Brithcetificate is option?Right?


----------



## amitk0703 (Oct 6, 2012)

masimshehzad said:


> What is PCC?
> Brithcetificate is option?Right?


PCC is Police or Penal clearance certificate
Birth certificate is optional if you have other age proof documents....like passport


----------



## masimshehzad (Oct 22, 2013)

6)JD's signed by your boss(Optional)
Any more document?Please suggest?


----------



## sathiyaseelan (Dec 8, 2012)

masimshehzad said:


> 6)JD's signed by your boss(Optional)
> Any more document?Please suggest?


hi buddy,

i would like to undermine few more details and i don't know whether you know this or not.

1. Education certificates:

SSLC (10th standard) mark sheet
HSC (12th mark sheet)
Degree certificate
Consolidated mark sheet for degree
Provisional certificate
Transcripts for degree 

2. Employment credentials:

Job offer letter
appointment letter
experience letter
relieving letter
letter of job roles and responsibilities(job description)
recommendation letter
salary increment letter
letter of promotion
appreciation letters

3. other key documents as mentioned by fellows in previous replies.

Regards,
sathiya


----------



## pink7231 (Oct 14, 2013)

Hi All,
Could you please advise what are the documents we require if you are in Australia since past 5 years..I think salary slips and income tax return is not applicable..any suggestion please ??

Many thanks


----------



## samkalu (Dec 12, 2012)

sathiyaseelan said:


> hi buddy,
> 
> i would like to undermine few more details and i don't know whether you know this or not.
> 
> ...


Hi sathya

Just curious how do you plan to submit salary slips? 4per year and the respective bank statement?


----------



## sathiyaseelan (Dec 8, 2012)

samkalu said:


> Hi sathya
> 
> Just curious how do you plan to submit salary slips? 4per year and the respective bank statement?


hi samkalu,

as my experience is 5years+, i can't submit pay slips for all months and hence planning to submit 4 pay slips per year. However, i have form 16 and bank statements for this period with which i can manage. I don't think we need to submit salary slips for all months as this doesn't make any sense.

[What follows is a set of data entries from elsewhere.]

//! Fixed debate topic catalog.

use serde::Serialize;

#[derive(Debug, Clone, PartialEq, Eq, Serialize)]
pub struct Topic {
    pub id: &'static str,
    pub title: &'static str,
    pub desc: &'static str,
    pub level: &'static str,
    pub participants: &'static str,
    pub category: &'static str,
    pub color: &'static str,
}

static CATALOG: [Topic; 6] = [
    Topic {
        id: "1",
        title: "Social Media Impact",
        desc: "Does social media do more harm than good?",
        level: "intermediate",
        participants: "2.1k",
        category: "technology",
        color: "blue",
    },
    Topic {
        id: "2",
        title: "Climate Change Solutions",
        desc: "Should individual actions or government policies be prioritized?",
        level: "advanced",
        participants: "1.8k",
        category: "environment",
        color: "green",
    },
    Topic {
        id: "3",
        title: "Remote Work Future",
        desc: "Is remote work better than office work?",
        level: "beginner",
        participants: "3.2k",
        category: "business",
        color: "purple",
    },
    Topic {
        id: "4",
        title: "AI in Education",
        desc: "Will AI replace human teachers?",
        level: "intermediate",
        participants: "1.5k",
        category: "education",
        color: "orange",
    },
    Topic {
        id: "5",
        title: "Universal Basic Income",
        desc: "Should governments provide universal basic income?",
        level: "advanced",
        participants: "900",
        category: "politics",
        color: "red",
    },
    Topic {
        id: "6",
        title: "Space Exploration",
        desc: "Should we prioritize space exploration or Earth’s problems?",
        level: "intermediate",
        participants: "1.2k",
        category: "ethics",
        color: "cyan",
    },
];

pub fn catalog() -> &'static [Topic] {
    &CATALOG
}

/// Find a topic by id or (case-insensitive) title.
pub fn find(key: &str) -> Option<&'static Topic> {
    let key = key.trim();
    CATALOG
        .iter()
        .find(|t| t.id == key || t.title.eq_ignore_ascii_case(key))
}
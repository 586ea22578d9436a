//! GET routes backing the dashboard, stats, compare and profile views.

use super::AppState;
use super::error::ApiError;
use super::payload::EmailQuery;
use crate::db::SessionRecord;
use crate::stats::{self, Comparison, DashboardSummary, ProfileSummary, Topic};
use axum::Json;
use axum::extract::{Path, Query, State};
use serde::Serialize;

#[derive(Serialize)]
pub(super) struct TopicsResponse {
    topics: &'static [Topic],
}

#[derive(Serialize)]
pub(super) struct SessionsResponse {
    sessions: Vec<SessionRecord>,
}

#[derive(Serialize)]
pub(super) struct SessionResponse {
    session: SessionRecord,
}

#[derive(Serialize)]
pub(super) struct CompareResponse {
    comparison: Option<Comparison>,
}

#[derive(Serialize)]
pub(super) struct DashboardResponse {
    summary: DashboardSummary,
}

#[derive(Serialize)]
pub(super) struct ProfileResponse {
    profile: ProfileSummary,
}

fn require_email(query: EmailQuery) -> Result<String, ApiError> {
    query
        .email
        .map(|e| e.trim().to_string())
        .filter(|e| !e.is_empty())
        .ok_or_else(|| ApiError::bad_request("Email required"))
}

async fn sessions_for(state: &AppState, email: &str) -> Result<Vec<SessionRecord>, ApiError> {
    state
        .coach
        .sessions()
        .query_by_email(email)
        .await
        .map_err(|e| {
            tracing::error!("Error fetching sessions for {}: {}", email, e);
            ApiError::internal("Failed to load sessions")
        })
}

async fn session_by_id(state: &AppState, id: &str) -> Result<SessionRecord, ApiError> {
    state
        .coach
        .sessions()
        .get(id)
        .await
        .map_err(|e| {
            tracing::error!("Error loading session {}: {}", id, e);
            ApiError::internal("Failed to load session")
        })?
        .ok_or_else(|| ApiError::not_found("Session not found"))
}

/// GET /topics
pub(super) async fn topics() -> Json<TopicsResponse> {
    Json(TopicsResponse {
        topics: stats::topics::catalog(),
    })
}

/// GET /sessions?email=
pub(super) async fn list_sessions(
    State(state): State<AppState>,
    Query(query): Query<EmailQuery>,
) -> Result<Json<SessionsResponse>, ApiError> {
    let email = require_email(query)?;
    let mut sessions = sessions_for(&state, &email).await?;
    stats::sort_newest_first(&mut sessions);
    Ok(Json(SessionsResponse { sessions }))
}

/// GET /sessions/{id}
pub(super) async fn get_session(
    State(state): State<AppState>,
    Path(id): Path<String>,
) -> Result<Json<SessionResponse>, ApiError> {
    let session = session_by_id(&state, &id).await?;
    Ok(Json(SessionResponse { session }))
}

/// GET /sessions/{id}/compare
pub(super) async fn compare_session(
    State(state): State<AppState>,
    Path(id): Path<String>,
) -> Result<Json<CompareResponse>, ApiError> {
    let selected = session_by_id(&state, &id).await?;
    let sessions = sessions_for(&state, &selected.user.email).await?;
    Ok(Json(CompareResponse {
        comparison: Comparison::resolve(&selected.id, sessions),
    }))
}

/// GET /dashboard?email=
pub(super) async fn dashboard(
    State(state): State<AppState>,
    Query(query): Query<EmailQuery>,
) -> Result<Json<DashboardResponse>, ApiError> {
    let email = require_email(query)?;
    let sessions = sessions_for(&state, &email).await?;
    Ok(Json(DashboardResponse {
        summary: DashboardSummary::from_sessions(sessions, chrono::Utc::now()),
    }))
}

/// GET /profile?email=
pub(super) async fn profile(
    State(state): State<AppState>,
    Query(query): Query<EmailQuery>,
) -> Result<Json<ProfileResponse>, ApiError> {
    let email = require_email(query)?;
    let sessions = sessions_for(&state, &email).await?;
    Ok(Json(ProfileResponse {
        profile: ProfileSummary::from_sessions(sessions, chrono::Utc::now()),
    }))
}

looking to gear up for visa lodging within 2 more days.

Regards,
sathiya


----------



## samkalu (Dec 12, 2012)

sathiyaseelan said:


> hi samkalu,
> 
> as my experience is 5years+, i can't submit pay slips for all months and hence planning to submit 4 pay slips per year. However, i have form 16 and bank statements for this period with which i can manage. I don't think we need to submit salary slips for all months as this doesn't make any sense.
> 
> ...


All the best. Btw if you have time hope you can post some info about form types to submit and there purpose.

Good luck.


----------



## masimshehzad (Oct 22, 2013)

anyo more documents expected?


----------



## svshinde83 (Mar 27, 2013)

Hello All,


I have applied for PR 189 on 28.10.2013. I got my PCC done on 26.06.2013.
Indian Passport Seva Kendra says that the certificate is valid for 6 months and my Agent says that the certificate is valid for 1 year. My PCC as per PSK would expire on 26.12.2013.
Can any one please guide me as to should i worry about it and assume that PCC is valid for 12 months OR shall i re-apply for a PCC?
I am confused please help.


----------



## sathiyaseelan (Dec 8, 2012)

*Yahoo, paid visa application fees*

Hi buddies,

i paid the visa application fees last night through icici bank's travel card and joined as member in "waiting game".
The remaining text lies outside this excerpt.